Our brief time with the game was enough to convince us that Broken Rules is capable of transferring the PC original's innovative look and gameplay to WiiWare. It's worth saying at this point that the screenshots around this article are from the PC original as we haven't yet received shots of the WiiWare conversion, although the two are very similar graphically.

Although we have reservations about the Remote control scheme, the alternative methods on offer are far smoother, and should help to make this a platform puzzler that's as fun as it is frustrating.

From the web

Game Screenshots

User Comments (25)



JayArr said:

I've been waiting for this game for quite awhile.

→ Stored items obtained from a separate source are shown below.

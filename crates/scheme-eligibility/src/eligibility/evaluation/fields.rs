use chrono::{Datelike, NaiveDate};

use super::super::domain::Applicant;

/// Applicant attributes a rule may reference.
#[derive(Debug, Clone, Copy, PartialEq, Eq)]
pub enum FieldKind {
    Income,
    EmploymentStatus,
    MaritalStatus,
    DisabilityStatus,
    NumberOfChildren,
    Age,
    /// Stored under `last_employed`; resolves to whole months out of work.
    MonthsUnemployed,
}

impl FieldKind {
    pub const ALL: [FieldKind; 7] = [
        FieldKind::Income,
        FieldKind::EmploymentStatus,
        FieldKind::MaritalStatus,
        FieldKind::DisabilityStatus,
        FieldKind::NumberOfChildren,
        FieldKind::Age,
        FieldKind::MonthsUnemployed,
    ];

    pub fn parse(name: &str) -> Option<Self> {
        match name {
            "income" => Some(FieldKind::Income),
            "employment_status" => Some(FieldKind::EmploymentStatus),
            "marital_status" => Some(FieldKind::MaritalStatus),
            "disability_status" => Some(FieldKind::DisabilityStatus),
            "number_of_children" => Some(FieldKind::NumberOfChildren),
            "age" => Some(FieldKind::Age),
            "last_employed" => Some(FieldKind::MonthsUnemployed),
            _ => None,
        }
    }

    pub const fn name(self) -> &'static str {
        match self {
            FieldKind::Income => "income",
            FieldKind::EmploymentStatus => "employment_status",
            FieldKind::MaritalStatus => "marital_status",
            FieldKind::DisabilityStatus => "disability_status",
            FieldKind::NumberOfChildren => "number_of_children",
            FieldKind::Age => "age",
            FieldKind::MonthsUnemployed => "last_employed",
        }
    }
}

/// Typed applicant value a rule literal is compared against.
#[derive(Debug, Clone, Copy, PartialEq, Eq)]
pub enum ResolvedValue<'a> {
    Integer(i64),
    Text(&'a str),
}

/// Looks up (or derives) `kind` on the applicant as of `today`.
///
/// `None` means the value is absent, e.g. an applicant with no `last_employed` date.
pub fn resolve(kind: FieldKind, applicant: &Applicant, today: NaiveDate) -> Option<ResolvedValue<'_>> {
    match kind {
        FieldKind::Income => i64::try_from(applicant.income)
            .ok()
            .map(ResolvedValue::Integer),
        FieldKind::EmploymentStatus => Some(ResolvedValue::Text(&applicant.employment_status)),
        FieldKind::MaritalStatus => Some(ResolvedValue::Text(&applicant.marital_status)),
        FieldKind::DisabilityStatus => Some(ResolvedValue::Text(&applicant.disability_status)),
        FieldKind::NumberOfChildren => Some(ResolvedValue::Integer(i64::from(
            applicant.number_of_children,
        ))),
        FieldKind::Age => Some(ResolvedValue::Integer(age_on(applicant.date_of_birth, today))),
        FieldKind::MonthsUnemployed => applicant
            .last_employed
            .map(|last_employed| ResolvedValue::Integer(months_between(last_employed, today))),
    }
}

/// Completed years since `date_of_birth`, compared by day of year.
pub fn age_on(date_of_birth: NaiveDate, today: NaiveDate) -> i64 {
    let mut age = i64::from(today.year()) - i64::from(date_of_birth.year());
    if today.ordinal() < date_of_birth.ordinal() {
        age -= 1;
    }
    age
}

/// Whole calendar months from `since` to `today`; a partial month does not count.
pub fn months_between(since: NaiveDate, today: NaiveDate) -> i64 {
    let years = i64::from(today.year()) - i64::from(since.year());
    let months = i64::from(today.month()) - i64::from(since.month());
    let mut total = years * 12 + months;
    if today.day() < since.day() {
        total -= 1;
    }
    total
}
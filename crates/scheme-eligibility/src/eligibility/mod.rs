//! Scheme eligibility: stored criteria documents, the rule evaluation engine, and the services
//! that query it and record applications.

pub mod criteria;
pub mod domain;
pub mod evaluation;
pub mod repository;
pub mod router;
pub mod service;

#[cfg(test)]
mod tests;

pub use criteria::{Criteria, MalformedCriteria, Rule, RuleValue};
pub use domain::{
    Applicant, ApplicantId, Application, ApplicationId, ApplicationStatus, HouseholdMember,
    Scheme, SchemeId,
};
pub use evaluation::{EligibilityEvaluator, FieldKind, Operator, RuleCheck, RuleVerdict};
pub use repository::{
    ApplicantRepository, ApplicationRepository, RepositoryError, SchemeRepository,
};
pub use router::{application_router, eligibility_router};
pub use service::{
    ApplicationService, ApplicationServiceError, EligibilityError, EligibilityService,
    SchemeExplanation,
};
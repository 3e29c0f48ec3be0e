mod fields;
mod operators;

pub use fields::{age_on, months_between, resolve, FieldKind, ResolvedValue};
pub use operators::Operator;

use chrono::NaiveDate;
use serde::{Deserialize, Serialize};
use tracing::debug;

use super::criteria::{Criteria, Rule, RuleValue};
use super::domain::Applicant;

/// Stateless evaluator deciding whether an applicant satisfies a scheme's criteria.
///
/// Evaluation never fails: a rule that names an unknown field or operator, or whose literal
/// cannot be compared with the applicant's value, simply does not pass.
#[derive(Debug, Clone, Copy, Default)]
pub struct EligibilityEvaluator;

impl EligibilityEvaluator {
    pub fn new() -> Self {
        Self
    }

    /// Every rule must pass; an empty criteria document admits everyone.
    pub fn is_eligible(&self, applicant: &Applicant, criteria: &Criteria, today: NaiveDate) -> bool {
        criteria.rules().all(|rule| {
            let verdict = self.verdict(applicant, rule, today);
            if !verdict.is_pass() {
                debug!(
                    applicant = %applicant.id,
                    field = %rule.field,
                    operator = %rule.operator,
                    verdict = verdict.label(),
                    "rule rejected applicant"
                );
            }
            verdict.is_pass()
        })
    }

    pub fn evaluate_rule(&self, applicant: &Applicant, rule: &Rule, today: NaiveDate) -> bool {
        self.verdict(applicant, rule, today).is_pass()
    }

    /// Classifies a single rule outcome, including why it did not pass.
    pub fn verdict(&self, applicant: &Applicant, rule: &Rule, today: NaiveDate) -> RuleVerdict {
        let Some(field) = FieldKind::parse(&rule.field) else {
            return RuleVerdict::UnknownField;
        };
        let Some(operator) = Operator::parse(&rule.operator) else {
            return RuleVerdict::UnknownOperator;
        };
        let Some(resolved) = resolve(field, applicant, today) else {
            return RuleVerdict::MissingValue;
        };

        operators::apply(resolved, operator, &rule.value)
    }

    /// Per-rule audit trail in document order. Unlike [`Self::is_eligible`] this does not stop
    /// at the first failing rule.
    pub fn explain(&self, applicant: &Applicant, criteria: &Criteria, today: NaiveDate) -> Vec<RuleCheck> {
        criteria
            .rules()
            .map(|rule| RuleCheck {
                field: rule.field.clone(),
                operator: rule.operator.clone(),
                value: rule.value.clone(),
                verdict: self.verdict(applicant, rule, today),
            })
            .collect()
    }
}

/// Result of checking one rule against one applicant.
#[derive(Debug, Clone, Copy, PartialEq, Eq, Serialize, Deserialize)]
#[serde(rename_all = "snake_case")]
pub enum RuleVerdict {
    Passed,
    Failed,
    UnknownField,
    UnknownOperator,
    /// The operator exists but has no meaning for the field's type (e.g. `>` on text).
    UnsupportedOperator,
    /// The applicant has no value for the field, such as a null `last_employed`.
    MissingValue,
    /// The rule literal cannot be coerced to the field's type.
    IncompatibleValue,
}

impl RuleVerdict {
    pub(crate) fn from_outcome(passed: bool) -> Self {
        if passed {
            RuleVerdict::Passed
        } else {
            RuleVerdict::Failed
        }
    }

    pub fn is_pass(self) -> bool {
        matches!(self, RuleVerdict::Passed)
    }

    pub const fn label(self) -> &'static str {
        match self {
            RuleVerdict::Passed => "passed",
            RuleVerdict::Failed => "failed",
            RuleVerdict::UnknownField => "unknown_field",
            RuleVerdict::UnknownOperator => "unknown_operator",
            RuleVerdict::UnsupportedOperator => "unsupported_operator",
            RuleVerdict::MissingValue => "missing_value",
            RuleVerdict::IncompatibleValue => "incompatible_value",
        }
    }
}

/// One line of an eligibility explanation.
#[derive(Debug, Clone, PartialEq, Serialize, Deserialize)]
pub struct RuleCheck {
    pub field: String,
    pub operator: String,
    pub value: RuleValue,
    pub verdict: RuleVerdict,
}
pub mod config;
pub mod eligibility;
pub mod error;
pub mod seed;
pub mod telemetry;
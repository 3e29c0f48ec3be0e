use crate::infra::InMemoryStore;
use chrono::{Local, NaiveDate};
use clap::Args;
use scheme_eligibility::eligibility::{
    EligibilityService, RuleCheck, RuleValue, Scheme, SchemeExplanation,
};
use scheme_eligibility::error::AppError;
use scheme_eligibility::seed::SeedData;
use std::path::PathBuf;
use std::sync::Arc;

#[derive(Args, Debug)]
pub(crate) struct EligibleArgs {
    /// JSON seed file with applicants and schemes
    #[arg(long)]
    pub(crate) seed: PathBuf,
    /// Applicant identifier to evaluate
    #[arg(long)]
    pub(crate) applicant: String,
    /// Evaluation date (YYYY-MM-DD, defaults to today)
    #[arg(long, value_parser = crate::infra::parse_date)]
    pub(crate) as_of: Option<NaiveDate>,
    /// Print per-rule verdicts for every scheme in the seed
    #[arg(long)]
    pub(crate) explain: bool,
}

pub(crate) fn run_eligibility_report(args: EligibleArgs) -> Result<(), AppError> {
    let EligibleArgs {
        seed,
        applicant,
        as_of,
        explain,
    } = args;

    let today = as_of.unwrap_or_else(|| Local::now().date_naive());
    let seed = SeedData::from_path(seed)?;
    let scheme_ids: Vec<String> = seed
        .schemes
        .iter()
        .map(|scheme| scheme.id.to_string())
        .collect();

    let store = Arc::new(InMemoryStore::from_seed(seed));
    let service = EligibilityService::new(store.clone(), store);
    let eligible = service.find_eligible_schemes(&applicant, today)?;

    println!("Eligible schemes for {} as of {}", applicant, today);
    print!("{}", render_schemes(&eligible));

    if explain {
        println!("\nRule verdicts");
        for scheme_id in &scheme_ids {
            let explanation = service.explain(&applicant, scheme_id, today)?;
            print!("{}", render_explanation(&explanation));
        }
    }

    Ok(())
}

fn render_schemes(schemes: &[Scheme]) -> String {
    if schemes.is_empty() {
        return "  none\n".to_string();
    }

    schemes
        .iter()
        .map(|scheme| format!("  - {} ({})\n", scheme.name, scheme.id))
        .collect()
}

fn render_explanation(explanation: &SchemeExplanation) -> String {
    let outcome = if explanation.eligible {
        "eligible"
    } else {
        "not eligible"
    };
    let mut out = format!("  {}: {}\n", explanation.scheme_name, outcome);

    if let Some(error) = &explanation.criteria_error {
        out.push_str(&format!("    criteria unreadable: {}\n", error));
    }
    for check in &explanation.rules {
        out.push_str(&render_check(check));
    }
    out
}

fn render_check(check: &RuleCheck) -> String {
    format!(
        "    {} {} {} -> {}\n",
        check.field,
        check.operator,
        render_value(&check.value),
        check.verdict.label()
    )
}

fn render_value(value: &RuleValue) -> String {
    match value {
        RuleValue::Text(text) => format!("\"{}\"", text),
        RuleValue::Number(number) => number.to_string(),
        RuleValue::Bool(flag) => flag.to_string(),
    }
}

Classic Controller option is a nice touch, thank you!



bro2dragons said:

eagerly anticipating this one. looks like by the end of the year, WiiWare should be the go-to platform for sidescrollers.




The PC version recieved mixed reviews apparantly so I'll need an NL revw to decide whether to get this. Sounds my kinda thang from the impressions



nasachi said:

i'm really looking forward to this

love my Wii for these extraordinary games i don't get on my HD-consoles



Machu said:

I played the demo on PC and just couldn't like it, as much as I tried. I kept getting myself squished!



Vendetta said:

Some people actually dig on that, 'Chu.

I bet the Wii controls will be greater than the PC controls (which I haven't tried, by the way).



pixelman said:

Looks interesting, but I don't like the art style and the gameplay certainly isn't wow'ing me.



Machu said:

@V: Yeah I never have much patience with demo's, very throw away. I imagine I will enjoy it more using the nunchuk n mote, plus I can sit on the sofa.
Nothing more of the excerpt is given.